The Thai government has asked rubber exporters to halt shipments and a state body overseeing the sector will meet next week to look at further ways to support prices, Deputy Prime Minister Suthep Thaugsuban said on Thursday.
Rubber prices hit record highs in mid-February but have plunged this month as doubts grew over demand and the global economy, in reaction first to unrest in the Middle East and then to last week's devastating earthquake in Japan.
"I will call an urgent meeting on Monday to discuss how to push rubber prices higher so they stay at those high levels," Suthep told parliament on Thursday.
The government had already asked exporters to halt exports and keep rubber in stock, he said, adding that they had around 300,000 tonnes of smoked rubber sheet (RSS3) in stock now.
Thailand is the world's biggest rubber producer and exporter. Major rubber exporters said they had stopped offering rubber in new deals but that was due as much to the volatility in prices as to the request from the government.
Tokyo rubber futures, which set the global trend, jumped as much as 8 percent on Thursday to 399.0 yen ($4.94) per kg, with dealers citing heavy buying by investment funds after prices climbed above major resistance at 390 yen.
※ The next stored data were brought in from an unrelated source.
//! Hexadecimal helpers used for debugging and display purposes.
//!
//! These helpers are intentionally small and avoid external dependencies;
//! the TI-TXT codec does its own token-level parsing and does not go
//! through them.

/// Convert a byte slice to a lowercase hex string without separators.
///
/// Example: `&[0xde, 0xad]` -> `"dead"`
pub fn bytes_to_hex(bytes: &[u8]) -> String {
    let mut s = String::with_capacity(bytes.len() * 2);
    for b in bytes {
        use std::fmt::Write;
        // write! never fails writing to a String
        let _ = write!(&mut s, "{:02x}", b);
    }
    s
}

/// Convert a byte slice to a lowercase hex string with a single space
/// between each byte.
///
/// Example: `&[0xde, 0xad]` -> `"de ad"`
pub fn bytes_to_hex_spaced(bytes: &[u8]) -> String {
    let mut s = String::with_capacity(bytes.len() * 3);
    for (i, b) in bytes.iter().enumerate() {
        if i != 0 {
            s.push(' ');
        }
        use std::fmt::Write;
        let _ = write!(&mut s, "{:02x}", b);
    }
    s
}

/// Parse a hex string into bytes.
///
/// Accepts strings with or without ASCII whitespace. Returns an error
/// message string on parse failure.
pub fn parse_hex(s: &str) -> Result<Vec<u8>, String> {
    let mut cleaned = String::with_capacity(s.len());
    for c in s.chars() {
        if !c.is_whitespace() {
            cleaned.push(c);
        }
    }

    if cleaned.len() % 2 != 0 {
        return Err("hex string has odd length".to_string());
    }

    let mut out = Vec::with_capacity(cleaned.len() / 2);
    let mut i = 0usize;
    while i < cleaned.len() {
        let pair = &cleaned[i..i + 2];
        let byte = u8::from_str_radix(pair, 16)
            .map_err(|e| format!("invalid hex pair '{}': {}", pair, e))?;
        out.push(byte);
        i += 2;
    }

    Ok(out)
}
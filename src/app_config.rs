use config::{Config, File as ConfigFile};
use serde::Deserialize;
use tracing::warn;

use crate::error::Result;
use crate::utils::non_overlapping_directories;

/// Effective, validated configuration. Every field has a default; malformed
/// values degrade to the default with a diagnostic, never a crash.
#[derive(Debug, Clone)]
pub struct AppConfig {
    pub source_roots: Vec<String>,
    pub destination_root: String,
    pub ignore_patterns: Vec<String>,

    pub min_music_files: usize,
    pub min_image_files: usize,
    pub min_document_files: usize,

    pub max_scan_depth: usize,
    pub max_extraction_iterations: u64,
    pub disk_buffer_ratio: f64,
    pub strict_safety: bool,

    pub sample_max_bytes: u64,
    pub low_res_height: u32,

    pub extraction_tool: String,
    pub repair_tool: String,
    pub probe_tool: String,
    pub lock_holder_names: Vec<String>,

    pub favorite_prefix: String,
    pub copy_markers: Vec<String>,

    pub delete_retry_attempts: u32,
    pub retry_queue_limit: usize,
}

/// Raw deserialization target: everything optional so a single bad field
/// never takes down the whole load.
#[derive(Debug, Default, Deserialize)]
struct RawConfig {
    source_roots: Option<Vec<String>>,
    destination_root: Option<String>,
    ignore_patterns: Option<Vec<String>>,
    min_music_files: Option<i64>,
    min_image_files: Option<i64>,
    min_document_files: Option<i64>,
    max_scan_depth: Option<i64>,
    max_extraction_iterations: Option<i64>,
    disk_buffer_ratio: Option<f64>,
    strict_safety: Option<bool>,
    sample_max_bytes: Option<i64>,
    low_res_height: Option<i64>,
    extraction_tool: Option<String>,
    repair_tool: Option<String>,
    probe_tool: Option<String>,
    lock_holder_names: Option<Vec<String>>,
    favorite_prefix: Option<String>,
    copy_markers: Option<Vec<String>>,
    delete_retry_attempts: Option<i64>,
    retry_queue_limit: Option<i64>,
}

impl Default for AppConfig {
    fn default() -> Self {
        Self {
            source_roots: vec!["downloads".to_string()],
            destination_root: "library".to_string(),
            ignore_patterns: Vec::new(),
            min_music_files: 5,
            min_image_files: 10,
            min_document_files: 10,
            max_scan_depth: 5,
            max_extraction_iterations: 100,
            disk_buffer_ratio: 1.5,
            strict_safety: true,
            sample_max_bytes: 50 * 1024 * 1024,
            low_res_height: 480,
            extraction_tool: "7z".to_string(),
            repair_tool: "par2".to_string(),
            probe_tool: "ffmpeg".to_string(),
            lock_holder_names: vec![
                "7z".to_string(),
                "par2".to_string(),
                "ffmpeg".to_string(),
            ],
            favorite_prefix: "keep-".to_string(),
            copy_markers: vec![
                " copy".to_string(),
                "-copy".to_string(),
                " duplicate".to_string(),
                "_duplicate".to_string(),
            ],
            delete_retry_attempts: 3,
            retry_queue_limit: 100,
        }
    }
}

/// Load `Config.toml` if present, falling back to defaults field by field.
pub fn load_configuration() -> Result<AppConfig> {
    let builder = Config::builder()
        .add_source(ConfigFile::with_name("Config").required(false))
        .build()?;

    let raw = match builder.try_deserialize::<RawConfig>() {
        Ok(raw) => raw,
        Err(e) => {
            warn!(
                "Config.toml could not be deserialized ({}); continuing with built-in defaults. \
                 Example: source_roots = [\"/data/downloads\"]",
                e
            );
            RawConfig::default()
        }
    };

    Ok(validate(raw))
}

fn range_usize(field: &'static str, raw: Option<i64>, min: i64, max: i64, default: usize) -> usize {
    match raw {
        None => default,
        Some(v) if v >= min && v <= max => v as usize,
        Some(v) => {
            warn!(
                "config field '{}' = {} is out of range [{}, {}]; using default {} \
                 (example: {} = {})",
                field, v, min, max, default, field, default
            );
            default
        }
    }
}

fn range_u64(field: &'static str, raw: Option<i64>, min: i64, max: i64, default: u64) -> u64 {
    match raw {
        None => default,
        Some(v) if v >= min && v <= max => v as u64,
        Some(v) => {
            warn!(
                "config field '{}' = {} is out of range [{}, {}]; using default {} \
                 (example: {} = {})",
                field, v, min, max, default, field, default
            );
            default
        }
    }
}

fn non_empty_string(field: &'static str, raw: Option<String>, default: &str) -> String {
    match raw {
        None => default.to_string(),
        Some(v) if !v.trim().is_empty() => v,
        Some(_) => {
            warn!(
                "config field '{}' is empty; using default '{}' (example: {} = \"{}\")",
                field, default, field, default
            );
            default.to_string()
        }
    }
}

fn validate(raw: RawConfig) -> AppConfig {
    let defaults = AppConfig::default();

    let source_roots = match raw.source_roots {
        Some(roots) if !roots.is_empty() => non_overlapping_directories(roots),
        Some(_) => {
            warn!(
                "config field 'source_roots' is an empty list; using default {:?} \
                 (example: source_roots = [\"/data/downloads\"])",
                defaults.source_roots
            );
            defaults.source_roots.clone()
        }
        None => defaults.source_roots.clone(),
    };

    let ignore_patterns = raw
        .ignore_patterns
        .unwrap_or_default()
        .into_iter()
        .filter(|p| match glob::Pattern::new(p) {
            Ok(_) => true,
            Err(e) => {
                warn!(
                    "config field 'ignore_patterns' entry '{}' is not a valid glob ({}); \
                     dropping it (example: ignore_patterns = [\"*.tmp\"])",
                    p, e
                );
                false
            }
        })
        .collect();

    let disk_buffer_ratio = match raw.disk_buffer_ratio {
        None => defaults.disk_buffer_ratio,
        Some(v) if (1.0..=10.0).contains(&v) => v,
        Some(v) => {
            warn!(
                "config field 'disk_buffer_ratio' = {} is out of range [1.0, 10.0]; \
                 using default {} (example: disk_buffer_ratio = 2.0)",
                v, defaults.disk_buffer_ratio
            );
            defaults.disk_buffer_ratio
        }
    };

    AppConfig {
        destination_root: non_empty_string(
            "destination_root",
            raw.destination_root,
            &defaults.destination_root,
        ),
        source_roots,
        ignore_patterns,
        min_music_files: range_usize("min_music_files", raw.min_music_files, 1, 10_000, 5),
        min_image_files: range_usize("min_image_files", raw.min_image_files, 1, 10_000, 10),
        min_document_files: range_usize(
            "min_document_files",
            raw.min_document_files,
            1,
            10_000,
            10,
        ),
        max_scan_depth: range_usize("max_scan_depth", raw.max_scan_depth, 1, 64, 5),
        max_extraction_iterations: range_u64(
            "max_extraction_iterations",
            raw.max_extraction_iterations,
            1,
            100_000,
            100,
        ),
        disk_buffer_ratio,
        strict_safety: raw.strict_safety.unwrap_or(defaults.strict_safety),
        sample_max_bytes: range_u64(
            "sample_max_bytes",
            raw.sample_max_bytes,
            1,
            i64::MAX,
            defaults.sample_max_bytes,
        ),
        low_res_height: range_u64("low_res_height", raw.low_res_height, 1, 10_000, 480) as u32,
        extraction_tool: non_empty_string("extraction_tool", raw.extraction_tool, "7z"),
        repair_tool: non_empty_string("repair_tool", raw.repair_tool, "par2"),
        probe_tool: non_empty_string("probe_tool", raw.probe_tool, "ffmpeg"),
        lock_holder_names: raw
            .lock_holder_names
            .unwrap_or_else(|| defaults.lock_holder_names.clone()),
        favorite_prefix: non_empty_string("favorite_prefix", raw.favorite_prefix, "keep-"),
        copy_markers: raw
            .copy_markers
            .unwrap_or_else(|| defaults.copy_markers.clone()),
        delete_retry_attempts: range_u64(
            "delete_retry_attempts",
            raw.delete_retry_attempts,
            1,
            20,
            3,
        ) as u32,
        retry_queue_limit: range_usize("retry_queue_limit", raw.retry_queue_limit, 1, 100_000, 100),
    }
}

#[cfg(test)]
mod tests {
    use super::*;

    #[test]
    fn test_defaults_are_sane() {
        let cfg = AppConfig::default();
        assert_eq!(cfg.disk_buffer_ratio, 1.5);
        assert_eq!(cfg.max_extraction_iterations, 100);
        assert!(cfg.strict_safety);
    }

    #[test]
    fn test_out_of_range_field_falls_back() {
        let raw = RawConfig {
            max_scan_depth: Some(-3),
            disk_buffer_ratio: Some(0.1),
            ..RawConfig::default()
        };
        let cfg = validate(raw);
        assert_eq!(cfg.max_scan_depth, 5);
        assert_eq!(cfg.disk_buffer_ratio, 1.5);
    }

    #[test]
    fn test_invalid_glob_dropped() {
        let raw = RawConfig {
            ignore_patterns: Some(vec!["[".to_string(), "*.tmp".to_string()]),
            ..RawConfig::default()
        };
        let cfg = validate(raw);
        assert_eq!(cfg.ignore_patterns, vec!["*.tmp".to_string()]);
    }

    #[test]
    fn test_overlapping_roots_reduced() {
        let raw = RawConfig {
            source_roots: Some(vec![
                "/data/downloads".to_string(),
                "/data/downloads/complete".to_string(),
            ]),
            ..RawConfig::default()
        };
        let cfg = validate(raw);
        assert_eq!(cfg.source_roots, vec!["/data/downloads".to_string()]);
    }
}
Even though prices have picked up from the lows, the top three rubber producers - Thailand, Indonesia and Malaysia - are looking for ways to push them higher.
However, a meeting of the International Rubber Consortium (IRCo), which brings together rubber industry officials, exporters and government officials from the three countries, has been pushed back from this week.
Comments
Comments are closed.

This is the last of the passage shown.